(Dataset entries)

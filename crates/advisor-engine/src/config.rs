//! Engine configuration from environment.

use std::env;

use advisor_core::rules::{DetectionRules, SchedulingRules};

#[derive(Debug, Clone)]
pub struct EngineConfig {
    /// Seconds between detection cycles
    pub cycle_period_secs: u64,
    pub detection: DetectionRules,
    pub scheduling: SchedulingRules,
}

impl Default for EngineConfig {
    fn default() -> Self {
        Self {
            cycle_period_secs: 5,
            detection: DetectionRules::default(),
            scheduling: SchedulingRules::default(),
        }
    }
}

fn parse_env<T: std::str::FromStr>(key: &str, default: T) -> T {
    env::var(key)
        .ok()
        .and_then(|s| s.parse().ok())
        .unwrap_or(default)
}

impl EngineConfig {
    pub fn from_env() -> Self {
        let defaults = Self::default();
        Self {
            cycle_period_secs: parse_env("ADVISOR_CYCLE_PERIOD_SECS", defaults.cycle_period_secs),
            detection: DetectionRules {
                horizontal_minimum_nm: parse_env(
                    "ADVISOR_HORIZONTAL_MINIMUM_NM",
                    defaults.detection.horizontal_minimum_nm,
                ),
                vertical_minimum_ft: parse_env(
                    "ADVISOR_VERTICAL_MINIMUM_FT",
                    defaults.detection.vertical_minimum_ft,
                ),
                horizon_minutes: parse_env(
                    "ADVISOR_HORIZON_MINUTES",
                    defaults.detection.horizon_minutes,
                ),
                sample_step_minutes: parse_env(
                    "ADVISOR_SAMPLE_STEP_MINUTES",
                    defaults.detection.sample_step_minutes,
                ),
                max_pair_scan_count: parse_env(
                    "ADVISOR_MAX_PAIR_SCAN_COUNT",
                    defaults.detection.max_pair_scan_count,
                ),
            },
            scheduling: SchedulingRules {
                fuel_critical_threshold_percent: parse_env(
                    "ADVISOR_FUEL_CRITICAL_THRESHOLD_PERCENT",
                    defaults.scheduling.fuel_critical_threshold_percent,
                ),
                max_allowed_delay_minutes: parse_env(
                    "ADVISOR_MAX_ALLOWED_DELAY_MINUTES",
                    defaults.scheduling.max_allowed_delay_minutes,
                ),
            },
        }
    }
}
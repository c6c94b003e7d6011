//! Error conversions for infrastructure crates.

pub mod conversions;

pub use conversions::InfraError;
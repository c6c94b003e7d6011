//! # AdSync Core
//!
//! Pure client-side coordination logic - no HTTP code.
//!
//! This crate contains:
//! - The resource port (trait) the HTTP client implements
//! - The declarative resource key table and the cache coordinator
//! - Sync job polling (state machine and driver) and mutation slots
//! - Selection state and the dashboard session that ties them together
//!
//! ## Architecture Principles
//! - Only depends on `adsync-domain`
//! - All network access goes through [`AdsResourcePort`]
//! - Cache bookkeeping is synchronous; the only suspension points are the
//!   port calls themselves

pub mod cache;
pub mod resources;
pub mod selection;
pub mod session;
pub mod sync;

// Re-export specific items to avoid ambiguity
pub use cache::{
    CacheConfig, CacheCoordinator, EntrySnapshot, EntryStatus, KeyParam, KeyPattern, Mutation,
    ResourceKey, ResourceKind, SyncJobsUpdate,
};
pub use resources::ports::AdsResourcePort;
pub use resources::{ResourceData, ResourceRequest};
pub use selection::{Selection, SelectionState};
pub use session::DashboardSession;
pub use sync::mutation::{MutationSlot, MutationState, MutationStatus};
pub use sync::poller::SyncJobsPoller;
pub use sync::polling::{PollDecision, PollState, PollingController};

* * *

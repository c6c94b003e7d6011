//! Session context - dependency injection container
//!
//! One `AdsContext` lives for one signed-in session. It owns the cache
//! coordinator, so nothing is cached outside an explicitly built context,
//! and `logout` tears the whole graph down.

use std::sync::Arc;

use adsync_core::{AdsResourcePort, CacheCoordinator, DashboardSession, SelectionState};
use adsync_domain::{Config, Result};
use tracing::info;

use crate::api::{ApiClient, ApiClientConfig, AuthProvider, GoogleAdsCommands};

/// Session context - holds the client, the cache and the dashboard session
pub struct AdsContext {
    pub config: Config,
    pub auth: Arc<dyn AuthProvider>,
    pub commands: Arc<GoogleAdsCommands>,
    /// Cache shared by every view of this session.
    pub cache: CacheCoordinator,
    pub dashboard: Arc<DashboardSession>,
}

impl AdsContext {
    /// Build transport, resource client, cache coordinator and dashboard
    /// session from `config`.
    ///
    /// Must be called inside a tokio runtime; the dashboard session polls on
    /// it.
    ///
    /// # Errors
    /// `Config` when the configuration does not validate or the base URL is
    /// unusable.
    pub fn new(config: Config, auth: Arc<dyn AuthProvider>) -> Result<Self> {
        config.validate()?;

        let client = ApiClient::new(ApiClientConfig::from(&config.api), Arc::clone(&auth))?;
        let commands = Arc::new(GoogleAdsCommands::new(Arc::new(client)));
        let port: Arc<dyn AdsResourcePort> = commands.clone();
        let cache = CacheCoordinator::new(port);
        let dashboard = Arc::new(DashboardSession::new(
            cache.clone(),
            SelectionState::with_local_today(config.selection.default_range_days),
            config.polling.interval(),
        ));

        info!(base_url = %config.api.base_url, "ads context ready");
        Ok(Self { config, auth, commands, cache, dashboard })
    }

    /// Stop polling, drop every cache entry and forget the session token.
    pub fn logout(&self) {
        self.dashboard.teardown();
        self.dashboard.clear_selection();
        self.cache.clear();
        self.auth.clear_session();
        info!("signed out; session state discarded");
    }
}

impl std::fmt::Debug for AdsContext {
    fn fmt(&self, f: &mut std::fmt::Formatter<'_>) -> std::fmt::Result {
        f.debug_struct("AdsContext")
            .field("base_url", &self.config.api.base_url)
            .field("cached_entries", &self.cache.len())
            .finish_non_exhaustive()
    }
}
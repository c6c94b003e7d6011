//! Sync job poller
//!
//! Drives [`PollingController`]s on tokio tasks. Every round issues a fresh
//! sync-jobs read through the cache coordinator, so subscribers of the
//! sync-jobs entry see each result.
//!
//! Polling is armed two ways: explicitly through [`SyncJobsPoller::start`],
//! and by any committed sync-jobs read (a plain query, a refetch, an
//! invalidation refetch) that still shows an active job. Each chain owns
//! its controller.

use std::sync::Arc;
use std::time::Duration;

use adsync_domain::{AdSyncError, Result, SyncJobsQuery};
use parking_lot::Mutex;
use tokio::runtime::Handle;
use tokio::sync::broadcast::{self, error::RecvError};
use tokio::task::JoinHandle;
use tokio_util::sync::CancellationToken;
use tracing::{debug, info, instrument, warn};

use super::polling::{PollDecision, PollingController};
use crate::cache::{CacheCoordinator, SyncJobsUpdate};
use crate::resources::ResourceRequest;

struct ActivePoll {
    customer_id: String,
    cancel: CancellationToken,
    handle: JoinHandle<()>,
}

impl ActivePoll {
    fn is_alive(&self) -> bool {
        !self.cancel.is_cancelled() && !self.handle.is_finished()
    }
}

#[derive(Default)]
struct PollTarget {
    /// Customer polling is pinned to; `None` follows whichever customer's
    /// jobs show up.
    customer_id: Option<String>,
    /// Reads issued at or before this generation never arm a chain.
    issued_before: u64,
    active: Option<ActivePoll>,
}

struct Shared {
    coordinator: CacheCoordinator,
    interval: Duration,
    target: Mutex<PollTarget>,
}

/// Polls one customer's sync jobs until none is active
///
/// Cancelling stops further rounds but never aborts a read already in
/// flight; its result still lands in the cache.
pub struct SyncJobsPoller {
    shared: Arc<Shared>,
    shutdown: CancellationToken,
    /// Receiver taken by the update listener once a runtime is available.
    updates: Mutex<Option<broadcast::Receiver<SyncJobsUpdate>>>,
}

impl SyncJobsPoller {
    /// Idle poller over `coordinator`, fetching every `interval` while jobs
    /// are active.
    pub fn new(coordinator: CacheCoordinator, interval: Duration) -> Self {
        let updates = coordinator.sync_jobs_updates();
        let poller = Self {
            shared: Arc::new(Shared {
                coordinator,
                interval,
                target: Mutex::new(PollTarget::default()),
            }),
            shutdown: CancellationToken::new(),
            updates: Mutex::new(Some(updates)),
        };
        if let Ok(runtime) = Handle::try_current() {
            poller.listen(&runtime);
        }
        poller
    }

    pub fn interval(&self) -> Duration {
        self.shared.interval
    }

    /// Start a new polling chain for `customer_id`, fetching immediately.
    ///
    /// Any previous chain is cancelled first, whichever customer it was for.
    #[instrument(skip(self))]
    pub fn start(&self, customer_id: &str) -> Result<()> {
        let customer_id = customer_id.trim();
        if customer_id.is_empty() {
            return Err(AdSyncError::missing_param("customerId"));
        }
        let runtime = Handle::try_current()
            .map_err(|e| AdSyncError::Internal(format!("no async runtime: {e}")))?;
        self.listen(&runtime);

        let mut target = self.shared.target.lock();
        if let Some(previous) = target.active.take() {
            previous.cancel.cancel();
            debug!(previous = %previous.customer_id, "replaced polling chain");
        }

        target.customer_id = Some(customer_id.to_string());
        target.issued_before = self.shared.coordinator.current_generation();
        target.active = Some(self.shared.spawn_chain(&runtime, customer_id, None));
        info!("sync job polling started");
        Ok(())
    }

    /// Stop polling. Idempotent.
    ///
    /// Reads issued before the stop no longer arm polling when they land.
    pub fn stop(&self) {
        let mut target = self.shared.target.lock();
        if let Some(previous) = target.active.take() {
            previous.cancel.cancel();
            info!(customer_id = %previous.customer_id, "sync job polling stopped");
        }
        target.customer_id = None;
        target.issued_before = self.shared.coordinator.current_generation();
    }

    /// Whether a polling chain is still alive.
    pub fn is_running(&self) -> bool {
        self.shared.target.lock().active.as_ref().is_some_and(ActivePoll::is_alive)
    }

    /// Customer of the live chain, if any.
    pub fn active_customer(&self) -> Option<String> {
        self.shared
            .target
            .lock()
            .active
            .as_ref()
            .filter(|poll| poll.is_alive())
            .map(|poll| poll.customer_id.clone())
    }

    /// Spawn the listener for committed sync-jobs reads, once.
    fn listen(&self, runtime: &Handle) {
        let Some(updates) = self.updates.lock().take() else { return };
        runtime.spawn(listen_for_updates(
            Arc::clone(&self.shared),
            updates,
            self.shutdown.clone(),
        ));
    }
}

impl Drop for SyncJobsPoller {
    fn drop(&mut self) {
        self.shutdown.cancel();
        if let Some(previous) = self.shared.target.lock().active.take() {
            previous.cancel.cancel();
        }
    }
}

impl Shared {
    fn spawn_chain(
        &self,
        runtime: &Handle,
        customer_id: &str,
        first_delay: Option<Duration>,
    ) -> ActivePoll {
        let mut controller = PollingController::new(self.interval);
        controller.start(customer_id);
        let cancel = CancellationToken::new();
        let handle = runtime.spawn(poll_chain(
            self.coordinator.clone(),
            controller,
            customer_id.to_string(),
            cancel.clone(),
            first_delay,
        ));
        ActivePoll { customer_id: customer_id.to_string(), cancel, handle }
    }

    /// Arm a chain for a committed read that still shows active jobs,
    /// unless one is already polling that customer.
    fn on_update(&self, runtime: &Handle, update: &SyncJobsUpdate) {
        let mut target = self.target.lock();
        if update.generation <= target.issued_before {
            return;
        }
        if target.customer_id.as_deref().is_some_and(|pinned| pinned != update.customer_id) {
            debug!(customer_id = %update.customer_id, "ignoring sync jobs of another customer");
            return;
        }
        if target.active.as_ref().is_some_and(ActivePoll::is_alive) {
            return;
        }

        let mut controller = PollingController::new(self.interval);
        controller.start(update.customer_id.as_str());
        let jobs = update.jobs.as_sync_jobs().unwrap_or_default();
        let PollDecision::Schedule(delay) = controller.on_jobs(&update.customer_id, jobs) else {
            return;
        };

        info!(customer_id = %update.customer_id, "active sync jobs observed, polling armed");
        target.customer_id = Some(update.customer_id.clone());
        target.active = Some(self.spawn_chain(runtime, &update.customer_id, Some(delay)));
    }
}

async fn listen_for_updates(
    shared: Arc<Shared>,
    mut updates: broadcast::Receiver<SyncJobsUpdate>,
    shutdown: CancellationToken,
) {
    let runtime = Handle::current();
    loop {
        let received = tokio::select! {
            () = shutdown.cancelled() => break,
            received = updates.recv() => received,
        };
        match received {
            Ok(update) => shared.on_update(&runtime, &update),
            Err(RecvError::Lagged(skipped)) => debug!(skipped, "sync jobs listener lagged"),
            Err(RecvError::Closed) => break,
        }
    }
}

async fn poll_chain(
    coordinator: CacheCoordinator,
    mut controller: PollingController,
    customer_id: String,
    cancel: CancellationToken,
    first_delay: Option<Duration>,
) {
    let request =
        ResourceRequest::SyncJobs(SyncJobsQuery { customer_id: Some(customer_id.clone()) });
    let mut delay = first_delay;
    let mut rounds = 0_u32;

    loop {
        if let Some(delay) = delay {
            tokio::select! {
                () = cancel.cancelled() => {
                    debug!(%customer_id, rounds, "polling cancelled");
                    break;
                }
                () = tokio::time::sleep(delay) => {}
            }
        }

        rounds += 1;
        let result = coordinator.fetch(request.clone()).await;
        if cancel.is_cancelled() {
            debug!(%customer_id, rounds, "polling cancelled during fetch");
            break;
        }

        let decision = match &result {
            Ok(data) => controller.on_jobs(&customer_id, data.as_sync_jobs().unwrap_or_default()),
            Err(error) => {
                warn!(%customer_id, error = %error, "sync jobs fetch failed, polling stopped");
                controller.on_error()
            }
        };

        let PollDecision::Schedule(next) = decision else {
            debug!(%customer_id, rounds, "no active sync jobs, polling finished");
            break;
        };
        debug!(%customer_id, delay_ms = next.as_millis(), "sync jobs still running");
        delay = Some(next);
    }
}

* * *

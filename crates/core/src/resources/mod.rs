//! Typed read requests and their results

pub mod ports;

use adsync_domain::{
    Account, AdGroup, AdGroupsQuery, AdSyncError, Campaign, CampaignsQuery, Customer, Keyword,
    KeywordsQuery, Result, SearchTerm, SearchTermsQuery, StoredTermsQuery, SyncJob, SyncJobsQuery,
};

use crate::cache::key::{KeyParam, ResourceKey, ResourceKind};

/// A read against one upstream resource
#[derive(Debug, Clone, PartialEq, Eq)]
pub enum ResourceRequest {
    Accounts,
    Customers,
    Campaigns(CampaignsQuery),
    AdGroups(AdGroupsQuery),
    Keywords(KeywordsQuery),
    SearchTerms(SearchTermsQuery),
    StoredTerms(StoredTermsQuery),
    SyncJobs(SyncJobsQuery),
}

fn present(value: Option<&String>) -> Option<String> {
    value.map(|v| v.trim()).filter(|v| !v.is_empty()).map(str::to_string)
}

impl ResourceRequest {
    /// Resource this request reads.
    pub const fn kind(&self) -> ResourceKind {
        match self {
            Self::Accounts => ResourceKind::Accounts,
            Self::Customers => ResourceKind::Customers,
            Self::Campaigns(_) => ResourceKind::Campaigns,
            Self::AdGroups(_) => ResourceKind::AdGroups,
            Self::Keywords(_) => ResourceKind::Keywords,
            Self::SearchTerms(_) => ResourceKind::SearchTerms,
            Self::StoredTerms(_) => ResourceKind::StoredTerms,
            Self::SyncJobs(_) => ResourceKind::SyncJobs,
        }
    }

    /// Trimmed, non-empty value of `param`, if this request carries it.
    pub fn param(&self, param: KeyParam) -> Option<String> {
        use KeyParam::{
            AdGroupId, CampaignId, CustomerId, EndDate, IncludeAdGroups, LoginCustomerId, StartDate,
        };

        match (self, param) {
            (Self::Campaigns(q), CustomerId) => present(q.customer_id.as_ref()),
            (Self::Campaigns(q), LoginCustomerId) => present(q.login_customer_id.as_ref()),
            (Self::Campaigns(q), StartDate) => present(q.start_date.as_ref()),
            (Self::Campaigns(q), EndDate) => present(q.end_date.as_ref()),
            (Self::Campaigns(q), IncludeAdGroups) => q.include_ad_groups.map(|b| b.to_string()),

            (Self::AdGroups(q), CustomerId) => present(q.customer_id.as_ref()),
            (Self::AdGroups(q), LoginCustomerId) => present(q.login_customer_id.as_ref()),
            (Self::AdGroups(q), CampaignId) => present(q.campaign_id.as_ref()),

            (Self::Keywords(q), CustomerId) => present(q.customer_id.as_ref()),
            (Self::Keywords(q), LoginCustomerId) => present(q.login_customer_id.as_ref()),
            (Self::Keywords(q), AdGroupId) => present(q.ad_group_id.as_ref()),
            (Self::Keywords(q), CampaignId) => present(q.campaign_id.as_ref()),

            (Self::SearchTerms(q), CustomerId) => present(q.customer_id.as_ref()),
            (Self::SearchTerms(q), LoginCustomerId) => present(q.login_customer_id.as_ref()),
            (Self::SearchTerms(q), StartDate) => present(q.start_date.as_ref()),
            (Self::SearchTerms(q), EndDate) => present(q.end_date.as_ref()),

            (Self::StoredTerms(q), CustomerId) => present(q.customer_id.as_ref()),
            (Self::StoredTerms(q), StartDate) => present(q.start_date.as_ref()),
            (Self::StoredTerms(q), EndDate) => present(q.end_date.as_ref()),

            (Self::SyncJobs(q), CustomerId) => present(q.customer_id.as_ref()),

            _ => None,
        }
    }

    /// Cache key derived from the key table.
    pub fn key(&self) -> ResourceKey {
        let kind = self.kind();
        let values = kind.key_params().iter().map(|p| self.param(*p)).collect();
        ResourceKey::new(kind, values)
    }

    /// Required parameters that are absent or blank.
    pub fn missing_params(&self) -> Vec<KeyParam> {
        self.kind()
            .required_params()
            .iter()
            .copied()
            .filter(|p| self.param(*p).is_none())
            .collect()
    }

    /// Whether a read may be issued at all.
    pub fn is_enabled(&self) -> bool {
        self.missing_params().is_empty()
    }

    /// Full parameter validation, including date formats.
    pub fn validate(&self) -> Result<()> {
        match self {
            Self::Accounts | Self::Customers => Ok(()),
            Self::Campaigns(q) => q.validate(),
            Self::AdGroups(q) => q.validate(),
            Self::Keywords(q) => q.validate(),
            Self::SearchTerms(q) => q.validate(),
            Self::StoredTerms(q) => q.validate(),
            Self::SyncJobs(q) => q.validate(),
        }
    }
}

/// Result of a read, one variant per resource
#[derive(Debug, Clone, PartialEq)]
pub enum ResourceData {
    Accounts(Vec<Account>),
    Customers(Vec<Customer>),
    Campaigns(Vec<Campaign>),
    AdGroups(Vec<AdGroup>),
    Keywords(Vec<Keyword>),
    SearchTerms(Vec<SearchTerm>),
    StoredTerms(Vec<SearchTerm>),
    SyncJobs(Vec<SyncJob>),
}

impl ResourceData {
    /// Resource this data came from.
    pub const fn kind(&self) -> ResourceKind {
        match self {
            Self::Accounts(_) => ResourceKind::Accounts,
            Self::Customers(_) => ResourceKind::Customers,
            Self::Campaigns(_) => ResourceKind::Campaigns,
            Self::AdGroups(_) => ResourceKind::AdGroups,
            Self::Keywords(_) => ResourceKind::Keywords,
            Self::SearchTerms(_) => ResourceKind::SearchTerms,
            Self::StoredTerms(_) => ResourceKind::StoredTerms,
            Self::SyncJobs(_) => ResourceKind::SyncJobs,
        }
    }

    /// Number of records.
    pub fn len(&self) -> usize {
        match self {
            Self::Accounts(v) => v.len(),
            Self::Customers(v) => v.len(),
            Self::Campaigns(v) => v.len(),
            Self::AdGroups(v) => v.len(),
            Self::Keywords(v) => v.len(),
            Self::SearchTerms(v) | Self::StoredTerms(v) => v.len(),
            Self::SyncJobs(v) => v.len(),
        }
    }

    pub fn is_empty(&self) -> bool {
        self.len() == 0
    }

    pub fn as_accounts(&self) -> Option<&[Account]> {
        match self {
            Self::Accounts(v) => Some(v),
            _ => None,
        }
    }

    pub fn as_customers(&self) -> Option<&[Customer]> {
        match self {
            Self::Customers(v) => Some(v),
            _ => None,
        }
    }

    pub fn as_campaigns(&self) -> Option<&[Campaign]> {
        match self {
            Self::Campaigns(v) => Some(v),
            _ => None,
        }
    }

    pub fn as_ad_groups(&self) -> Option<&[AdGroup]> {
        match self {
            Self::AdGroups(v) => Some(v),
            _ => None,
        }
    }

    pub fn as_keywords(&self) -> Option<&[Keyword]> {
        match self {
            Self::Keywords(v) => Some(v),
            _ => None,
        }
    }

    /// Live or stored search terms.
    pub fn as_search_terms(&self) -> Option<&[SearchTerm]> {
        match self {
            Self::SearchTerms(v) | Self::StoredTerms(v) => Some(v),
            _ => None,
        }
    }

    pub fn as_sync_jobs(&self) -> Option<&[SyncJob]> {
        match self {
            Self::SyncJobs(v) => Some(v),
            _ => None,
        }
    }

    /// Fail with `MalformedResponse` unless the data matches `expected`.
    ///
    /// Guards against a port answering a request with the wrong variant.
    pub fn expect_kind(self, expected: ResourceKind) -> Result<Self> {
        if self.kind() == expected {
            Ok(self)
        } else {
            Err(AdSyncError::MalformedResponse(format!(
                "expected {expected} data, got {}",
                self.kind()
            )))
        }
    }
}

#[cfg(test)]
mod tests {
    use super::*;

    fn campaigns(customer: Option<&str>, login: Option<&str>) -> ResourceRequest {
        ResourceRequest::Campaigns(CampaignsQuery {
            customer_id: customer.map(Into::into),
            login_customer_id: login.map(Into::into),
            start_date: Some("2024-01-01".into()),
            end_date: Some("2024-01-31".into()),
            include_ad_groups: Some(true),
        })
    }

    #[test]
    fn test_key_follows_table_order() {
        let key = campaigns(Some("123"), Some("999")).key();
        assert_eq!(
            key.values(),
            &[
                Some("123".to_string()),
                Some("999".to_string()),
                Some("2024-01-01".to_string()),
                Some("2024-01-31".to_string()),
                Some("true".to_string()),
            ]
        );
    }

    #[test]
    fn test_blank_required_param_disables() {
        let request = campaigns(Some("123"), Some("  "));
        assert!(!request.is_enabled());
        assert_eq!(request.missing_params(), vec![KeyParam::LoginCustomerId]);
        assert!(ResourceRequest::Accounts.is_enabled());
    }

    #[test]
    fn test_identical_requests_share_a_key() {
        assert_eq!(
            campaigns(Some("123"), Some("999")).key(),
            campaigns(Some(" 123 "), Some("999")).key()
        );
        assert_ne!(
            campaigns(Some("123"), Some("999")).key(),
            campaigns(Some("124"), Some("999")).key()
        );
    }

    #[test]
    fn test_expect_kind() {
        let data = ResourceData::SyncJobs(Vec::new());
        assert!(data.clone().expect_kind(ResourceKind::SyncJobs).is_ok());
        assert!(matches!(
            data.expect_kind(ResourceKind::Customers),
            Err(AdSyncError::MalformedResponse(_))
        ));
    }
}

#### EXERCISE
Your answer should be the lines above from the one containing "filename crates/advisor-engine/src/config.rs" through the one containing "pub struct EngineConfig", copied exactly and with both ends kept.

#### EXERCISE RESPONSE
filename crates/advisor-engine/src/config.rs
//! Engine configuration from environment.

use std::env;

use advisor_core::rules::{DetectionRules, SchedulingRules};

#[derive(Debug, Clone)]
pub struct EngineConfig {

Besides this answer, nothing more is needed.